▶ **EXERCISE DATA**
- - - -
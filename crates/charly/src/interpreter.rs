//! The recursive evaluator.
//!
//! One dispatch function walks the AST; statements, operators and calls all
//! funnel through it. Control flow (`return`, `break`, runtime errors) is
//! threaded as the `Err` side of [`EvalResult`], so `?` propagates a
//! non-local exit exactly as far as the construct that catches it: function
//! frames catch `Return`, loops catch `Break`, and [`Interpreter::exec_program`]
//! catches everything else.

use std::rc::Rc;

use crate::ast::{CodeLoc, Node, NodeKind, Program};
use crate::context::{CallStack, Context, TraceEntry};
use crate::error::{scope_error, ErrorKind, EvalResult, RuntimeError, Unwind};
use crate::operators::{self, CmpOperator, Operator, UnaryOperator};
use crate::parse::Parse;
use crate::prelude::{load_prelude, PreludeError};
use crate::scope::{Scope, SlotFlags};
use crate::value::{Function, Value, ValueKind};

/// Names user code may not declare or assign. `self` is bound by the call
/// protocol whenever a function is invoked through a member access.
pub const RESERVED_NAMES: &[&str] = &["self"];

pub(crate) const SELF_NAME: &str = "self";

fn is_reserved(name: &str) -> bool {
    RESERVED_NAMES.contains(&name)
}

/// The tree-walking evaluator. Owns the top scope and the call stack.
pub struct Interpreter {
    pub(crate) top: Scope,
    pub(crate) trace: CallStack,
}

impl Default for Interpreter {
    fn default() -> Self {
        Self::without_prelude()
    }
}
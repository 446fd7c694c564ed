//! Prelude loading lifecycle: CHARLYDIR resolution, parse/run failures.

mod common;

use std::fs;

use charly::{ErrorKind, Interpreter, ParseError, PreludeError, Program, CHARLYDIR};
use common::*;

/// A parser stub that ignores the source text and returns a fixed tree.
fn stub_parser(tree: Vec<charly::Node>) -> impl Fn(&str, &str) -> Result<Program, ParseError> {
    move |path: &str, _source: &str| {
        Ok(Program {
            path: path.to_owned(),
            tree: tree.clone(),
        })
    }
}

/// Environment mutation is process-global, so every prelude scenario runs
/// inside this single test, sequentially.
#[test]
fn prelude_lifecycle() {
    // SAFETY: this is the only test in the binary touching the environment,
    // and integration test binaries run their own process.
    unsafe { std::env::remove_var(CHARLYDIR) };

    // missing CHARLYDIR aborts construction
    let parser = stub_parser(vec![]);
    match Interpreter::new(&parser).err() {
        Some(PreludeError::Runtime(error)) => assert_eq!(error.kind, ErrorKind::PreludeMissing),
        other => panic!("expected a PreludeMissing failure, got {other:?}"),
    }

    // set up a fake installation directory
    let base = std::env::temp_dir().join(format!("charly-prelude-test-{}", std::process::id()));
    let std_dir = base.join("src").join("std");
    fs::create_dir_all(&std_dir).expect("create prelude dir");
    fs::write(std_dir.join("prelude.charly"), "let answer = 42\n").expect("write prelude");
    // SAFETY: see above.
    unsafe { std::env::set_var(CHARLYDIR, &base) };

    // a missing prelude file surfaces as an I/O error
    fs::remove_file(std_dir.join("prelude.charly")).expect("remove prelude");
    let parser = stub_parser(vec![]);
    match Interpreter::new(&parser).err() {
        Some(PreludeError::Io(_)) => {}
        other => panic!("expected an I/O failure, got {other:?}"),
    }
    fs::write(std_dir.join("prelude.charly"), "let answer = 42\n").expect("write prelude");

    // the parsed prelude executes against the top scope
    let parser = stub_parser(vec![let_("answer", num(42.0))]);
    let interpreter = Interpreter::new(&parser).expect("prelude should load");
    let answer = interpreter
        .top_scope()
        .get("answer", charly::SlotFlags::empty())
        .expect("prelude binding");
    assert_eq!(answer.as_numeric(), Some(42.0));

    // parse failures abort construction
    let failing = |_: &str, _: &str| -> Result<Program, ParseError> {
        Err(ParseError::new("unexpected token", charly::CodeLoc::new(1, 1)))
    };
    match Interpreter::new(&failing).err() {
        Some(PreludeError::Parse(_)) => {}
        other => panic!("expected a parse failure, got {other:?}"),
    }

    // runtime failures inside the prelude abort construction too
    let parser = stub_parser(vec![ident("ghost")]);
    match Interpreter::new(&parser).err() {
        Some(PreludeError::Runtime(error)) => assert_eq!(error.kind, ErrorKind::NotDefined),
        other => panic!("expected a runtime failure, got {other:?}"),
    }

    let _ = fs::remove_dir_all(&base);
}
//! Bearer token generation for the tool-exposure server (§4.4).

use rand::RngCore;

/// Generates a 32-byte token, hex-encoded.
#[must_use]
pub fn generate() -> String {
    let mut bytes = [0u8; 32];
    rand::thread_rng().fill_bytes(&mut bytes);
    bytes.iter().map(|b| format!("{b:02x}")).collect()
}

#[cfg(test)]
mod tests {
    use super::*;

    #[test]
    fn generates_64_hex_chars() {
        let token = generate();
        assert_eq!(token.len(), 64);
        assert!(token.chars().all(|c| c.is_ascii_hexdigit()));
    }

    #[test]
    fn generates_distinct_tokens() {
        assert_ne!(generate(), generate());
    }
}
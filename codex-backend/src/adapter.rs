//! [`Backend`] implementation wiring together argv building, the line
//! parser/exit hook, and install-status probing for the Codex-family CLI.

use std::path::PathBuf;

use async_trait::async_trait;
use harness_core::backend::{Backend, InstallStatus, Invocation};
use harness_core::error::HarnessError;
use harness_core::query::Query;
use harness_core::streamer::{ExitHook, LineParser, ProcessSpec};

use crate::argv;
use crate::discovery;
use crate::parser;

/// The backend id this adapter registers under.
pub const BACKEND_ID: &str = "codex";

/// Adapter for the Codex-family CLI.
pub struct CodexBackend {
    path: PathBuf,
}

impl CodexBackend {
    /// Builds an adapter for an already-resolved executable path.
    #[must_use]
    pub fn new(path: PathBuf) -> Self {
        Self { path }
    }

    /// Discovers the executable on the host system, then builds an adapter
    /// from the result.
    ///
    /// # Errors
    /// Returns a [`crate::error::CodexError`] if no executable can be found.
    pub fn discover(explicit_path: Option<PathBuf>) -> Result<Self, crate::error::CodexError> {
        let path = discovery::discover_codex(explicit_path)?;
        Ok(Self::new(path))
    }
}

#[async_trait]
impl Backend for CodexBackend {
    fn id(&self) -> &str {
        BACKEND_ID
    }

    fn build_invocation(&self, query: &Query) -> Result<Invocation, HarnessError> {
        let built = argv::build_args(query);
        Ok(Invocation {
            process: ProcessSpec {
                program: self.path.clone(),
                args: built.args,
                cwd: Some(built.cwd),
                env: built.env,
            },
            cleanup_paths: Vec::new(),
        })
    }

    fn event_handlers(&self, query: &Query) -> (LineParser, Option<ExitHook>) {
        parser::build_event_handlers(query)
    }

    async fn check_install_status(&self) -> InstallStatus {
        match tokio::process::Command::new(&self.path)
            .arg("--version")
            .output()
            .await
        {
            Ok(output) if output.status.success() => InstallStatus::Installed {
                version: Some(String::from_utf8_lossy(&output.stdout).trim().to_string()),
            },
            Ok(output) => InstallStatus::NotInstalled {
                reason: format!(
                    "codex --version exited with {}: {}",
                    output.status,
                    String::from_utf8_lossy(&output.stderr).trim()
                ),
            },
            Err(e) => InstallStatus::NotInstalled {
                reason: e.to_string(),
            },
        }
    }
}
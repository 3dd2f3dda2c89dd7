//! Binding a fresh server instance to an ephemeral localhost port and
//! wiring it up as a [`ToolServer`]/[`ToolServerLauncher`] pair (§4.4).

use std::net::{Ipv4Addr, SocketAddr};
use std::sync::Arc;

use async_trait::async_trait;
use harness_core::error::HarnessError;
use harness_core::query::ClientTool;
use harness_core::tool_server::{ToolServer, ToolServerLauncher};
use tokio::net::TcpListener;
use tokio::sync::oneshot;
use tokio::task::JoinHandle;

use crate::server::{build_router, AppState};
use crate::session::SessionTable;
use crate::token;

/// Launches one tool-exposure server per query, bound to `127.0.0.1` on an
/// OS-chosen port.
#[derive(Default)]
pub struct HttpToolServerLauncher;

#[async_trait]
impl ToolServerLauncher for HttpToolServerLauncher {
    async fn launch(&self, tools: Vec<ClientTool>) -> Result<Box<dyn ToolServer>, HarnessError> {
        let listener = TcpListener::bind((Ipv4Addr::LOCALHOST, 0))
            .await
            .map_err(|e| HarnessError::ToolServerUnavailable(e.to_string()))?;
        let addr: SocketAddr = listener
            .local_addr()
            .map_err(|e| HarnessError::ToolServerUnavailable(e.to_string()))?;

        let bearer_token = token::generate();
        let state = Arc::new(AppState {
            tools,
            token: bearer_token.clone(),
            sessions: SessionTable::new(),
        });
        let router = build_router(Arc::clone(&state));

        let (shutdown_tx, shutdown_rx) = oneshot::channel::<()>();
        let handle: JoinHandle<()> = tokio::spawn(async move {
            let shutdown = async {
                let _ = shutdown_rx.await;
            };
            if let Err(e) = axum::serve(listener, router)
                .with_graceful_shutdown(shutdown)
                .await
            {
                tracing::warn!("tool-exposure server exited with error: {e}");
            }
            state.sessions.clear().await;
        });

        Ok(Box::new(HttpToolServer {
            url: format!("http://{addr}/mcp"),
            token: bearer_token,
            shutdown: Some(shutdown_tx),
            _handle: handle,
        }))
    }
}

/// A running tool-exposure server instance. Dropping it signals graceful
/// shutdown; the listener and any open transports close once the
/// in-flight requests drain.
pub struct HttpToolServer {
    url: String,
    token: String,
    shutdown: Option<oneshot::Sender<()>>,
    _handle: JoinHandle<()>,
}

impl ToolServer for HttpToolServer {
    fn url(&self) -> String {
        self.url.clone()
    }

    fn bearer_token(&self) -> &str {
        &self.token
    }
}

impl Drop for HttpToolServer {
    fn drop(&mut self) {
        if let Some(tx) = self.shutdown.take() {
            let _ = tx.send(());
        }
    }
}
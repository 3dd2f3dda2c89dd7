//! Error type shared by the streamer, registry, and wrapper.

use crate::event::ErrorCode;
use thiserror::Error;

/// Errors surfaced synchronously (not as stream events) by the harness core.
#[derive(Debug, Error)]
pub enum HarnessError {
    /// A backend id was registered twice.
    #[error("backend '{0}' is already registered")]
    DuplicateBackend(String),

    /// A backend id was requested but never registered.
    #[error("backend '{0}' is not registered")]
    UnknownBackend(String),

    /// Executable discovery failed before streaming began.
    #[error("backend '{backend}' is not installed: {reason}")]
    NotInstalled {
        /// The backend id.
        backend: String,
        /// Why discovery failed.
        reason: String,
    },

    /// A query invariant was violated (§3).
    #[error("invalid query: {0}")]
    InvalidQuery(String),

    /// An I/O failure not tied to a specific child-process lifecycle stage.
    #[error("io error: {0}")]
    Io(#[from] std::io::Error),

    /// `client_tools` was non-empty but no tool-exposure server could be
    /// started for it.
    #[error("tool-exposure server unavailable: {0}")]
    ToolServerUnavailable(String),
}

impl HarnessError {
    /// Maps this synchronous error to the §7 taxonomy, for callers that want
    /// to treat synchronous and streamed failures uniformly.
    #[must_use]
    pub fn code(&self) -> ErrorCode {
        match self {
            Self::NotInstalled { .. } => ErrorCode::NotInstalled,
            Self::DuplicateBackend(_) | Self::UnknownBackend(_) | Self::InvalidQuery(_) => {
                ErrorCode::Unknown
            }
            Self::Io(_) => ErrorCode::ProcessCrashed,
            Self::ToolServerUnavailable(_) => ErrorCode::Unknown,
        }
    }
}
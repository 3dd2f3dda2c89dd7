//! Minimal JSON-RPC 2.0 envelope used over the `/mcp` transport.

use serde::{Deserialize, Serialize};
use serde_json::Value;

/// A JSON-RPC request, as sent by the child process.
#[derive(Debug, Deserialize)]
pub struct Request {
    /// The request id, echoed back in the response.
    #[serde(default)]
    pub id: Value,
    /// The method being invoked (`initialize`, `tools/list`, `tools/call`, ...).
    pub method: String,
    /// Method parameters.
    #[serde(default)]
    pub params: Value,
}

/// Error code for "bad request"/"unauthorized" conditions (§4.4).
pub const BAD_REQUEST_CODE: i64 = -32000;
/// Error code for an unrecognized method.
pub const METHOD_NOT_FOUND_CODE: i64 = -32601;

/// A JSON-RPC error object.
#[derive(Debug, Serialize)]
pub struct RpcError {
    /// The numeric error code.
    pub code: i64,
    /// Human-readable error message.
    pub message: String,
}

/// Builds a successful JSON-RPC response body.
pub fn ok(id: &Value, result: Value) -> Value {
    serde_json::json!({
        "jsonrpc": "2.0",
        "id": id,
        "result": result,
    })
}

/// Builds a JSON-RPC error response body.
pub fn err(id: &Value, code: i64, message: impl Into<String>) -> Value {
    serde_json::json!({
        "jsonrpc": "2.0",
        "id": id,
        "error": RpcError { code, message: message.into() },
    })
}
- - - -
▶ **PROBLEM**
Nothing but an exact copy of the lines from the first one above through the line holding "threaded as the" should be returned.

▶ **OUTPUT OF THE EXERCISE**
filename crates/charly/src/interpreter.rs
//! The recursive evaluator.
//!
//! One dispatch function walks the AST; statements, operators and calls all
//! funnel through it. Control flow (`return`, `break`, runtime errors) is
//! threaded as the `Err` side of [`EvalResult`], so `?` propagates a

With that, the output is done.